▶ **What you should do**
Copy out all lines from the entries below in which "Self" occurs.
(Data for processing begins)
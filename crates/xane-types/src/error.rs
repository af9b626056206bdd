//! Error types for the Xane ledger.
//!
//! All errors use the `XN_ERR_` prefix convention for easy grepping in logs.
//! Error codes are grouped by subsystem:
//! - 1xx: Pair errors
//! - 2xx: Order errors
//! - 3xx: Tree / witness errors
//! - 4xx: Snapshot errors
//! - 5xx: Attestation errors
//! - 9xx: General / internal errors
//!
//! Every variant is a synchronous validation failure. Nothing here is
//! retried by the ledger; the caller corrects its input and tries again.

use thiserror::Error;

use crate::{AssetId, Side};

/// Central error enum for all Xane operations.
#[derive(Debug, Clone, PartialEq, Eq, Error)]
pub enum XaneError {
    // =================================================================
    // Pair Errors (1xx)
    // =================================================================
    /// The pair (or its swapped form) is already registered.
    #[error("XN_ERR_100: Pair already exists: {base}/{quote}")]
    PairAlreadyExists { base: AssetId, quote: AssetId },

    /// No pair is registered under this exact `(base, quote)` order.
    #[error("XN_ERR_101: Pair does not exist: {base}/{quote}")]
    PairDoesNotExist { base: AssetId, quote: AssetId },

    /// Base and quote asset are the same.
    #[error("XN_ERR_102: Pair must use two different assets, got {0} twice")]
    SameCurrencyPair(AssetId),

    /// Every leaf of the pairs tree is assigned.
    #[error("XN_ERR_103: Pairs tree is full ({capacity} pairs)")]
    PairsTreeFull { capacity: u64 },

    /// No pair has been assigned this index.
    #[error("XN_ERR_104: No pair at index {0}")]
    UnknownPairIndex(usize),

    // =================================================================
    // Order Errors (2xx)
    // =================================================================
    /// The slot is empty or outside the tracked range.
    #[error("XN_ERR_200: Order does not exist: {side} slot {order_index}")]
    OrderDoesNotExist { side: Side, order_index: usize },

    /// Every slot of this side's orders tree is occupied.
    #[error("XN_ERR_201: {side} orders tree is full ({capacity} orders)")]
    OrdersTreeFull { side: Side, capacity: u64 },

    // =================================================================
    // Tree / Witness Errors (3xx)
    // =================================================================
    /// A witness was requested for an index outside the tree's capacity.
    #[error("XN_ERR_300: Invalid witness index {index} for tree of capacity {capacity}")]
    InvalidWitnessIndex { index: u64, capacity: u64 },

    /// Tree height outside the supported range.
    #[error("XN_ERR_301: Invalid tree height {0}")]
    InvalidTreeHeight(u8),

    // =================================================================
    // Snapshot Errors (4xx)
    // =================================================================
    /// A persisted snapshot does not rebuild to the roots it recorded.
    #[error("XN_ERR_400: Snapshot mismatch: {reason}")]
    SnapshotMismatch { reason: String },

    // =================================================================
    // Attestation Errors (5xx)
    // =================================================================
    /// The authority could not produce a signature.
    #[error("XN_ERR_500: Attestation failed: {reason}")]
    AttestationFailed { reason: String },

    /// An unattested transition could not be undone.
    #[error("XN_ERR_501: Rollback failed: {reason}")]
    RollbackFailed { reason: String },

    // =================================================================
    // General / Internal (9xx)
    // =================================================================
    /// A value cannot be encoded as (or decoded from) a field element.
    #[error("XN_ERR_900: Invalid field encoding: {reason}")]
    InvalidFieldEncoding { reason: String },

    /// Configuration error (invalid config file, missing fields, etc.).
    #[error("XN_ERR_901: Configuration error: {0}")]
    Configuration(String),

    /// Serialization / deserialization error.
    #[error("XN_ERR_902: Serialization error: {0}")]
    Serialization(String),

    /// I/O error (disk).
    #[error("XN_ERR_903: I/O error: {0}")]
    Io(String),
}

/// Crate-wide `Result` alias.
pub type Result<T> = std::result::Result<T, XaneError>;

// Conversion from std::io::Error
impl From<std::io::Error> for XaneError {
    fn from(err: std::io::Error) -> Self {
        Self::Io(err.to_string())
    }
}

impl From<serde_json::Error> for XaneError {
    fn from(err: serde_json::Error) -> Self {
        Self::Serialization(err.to_string())
    }
}

#[cfg(test)]
mod tests {
    use super::*;

    #[test]
    fn error_display_contains_prefix() {
        let btc = AssetId::from_symbol("BTC").unwrap();
        let err = XaneError::SameCurrencyPair(btc);
        let msg = format!("{err}");
        assert!(msg.starts_with("XN_ERR_102"), "Got: {msg}");
    }

    #[test]
    fn order_does_not_exist_display() {
        let err = XaneError::OrderDoesNotExist {
            side: Side::Sell,
            order_index: 7,
        };
        let msg = format!("{err}");
        assert!(msg.contains("XN_ERR_200"));
        assert!(msg.contains("SELL"));
        assert!(msg.contains('7'));
    }

    #[test]
    fn all_errors_have_xn_err_prefix() {
        let errors: Vec<Box<dyn std::error::Error>> = vec![
            Box::new(XaneError::PairsTreeFull { capacity: 4 }),
            Box::new(XaneError::InvalidWitnessIndex {
                index: 9,
                capacity: 8,
            }),
            Box::new(XaneError::InvalidTreeHeight(0)),
            Box::new(XaneError::SnapshotMismatch {
                reason: "root".into(),
            }),
            Box::new(XaneError::Configuration("test".into())),
        ];
        for err in errors {
            let msg = format!("{err}");
            assert!(
                msg.starts_with("XN_ERR_"),
                "Error missing XN_ERR_ prefix: {msg}"
            );
        }
    }

    #[test]
    fn io_error_converts() {
        let err: XaneError = std::io::Error::other("disk gone").into();
        assert!(matches!(err, XaneError::Io(ref m) if m.contains("disk gone")));
    }
}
(Data for processing ends)
▶ **Problem solution**
    fn from(err: std::io::Error) -> Self {
        Self::Io(err.to_string())
    fn from(err: serde_json::Error) -> Self {
        Self::Serialization(err.to_string())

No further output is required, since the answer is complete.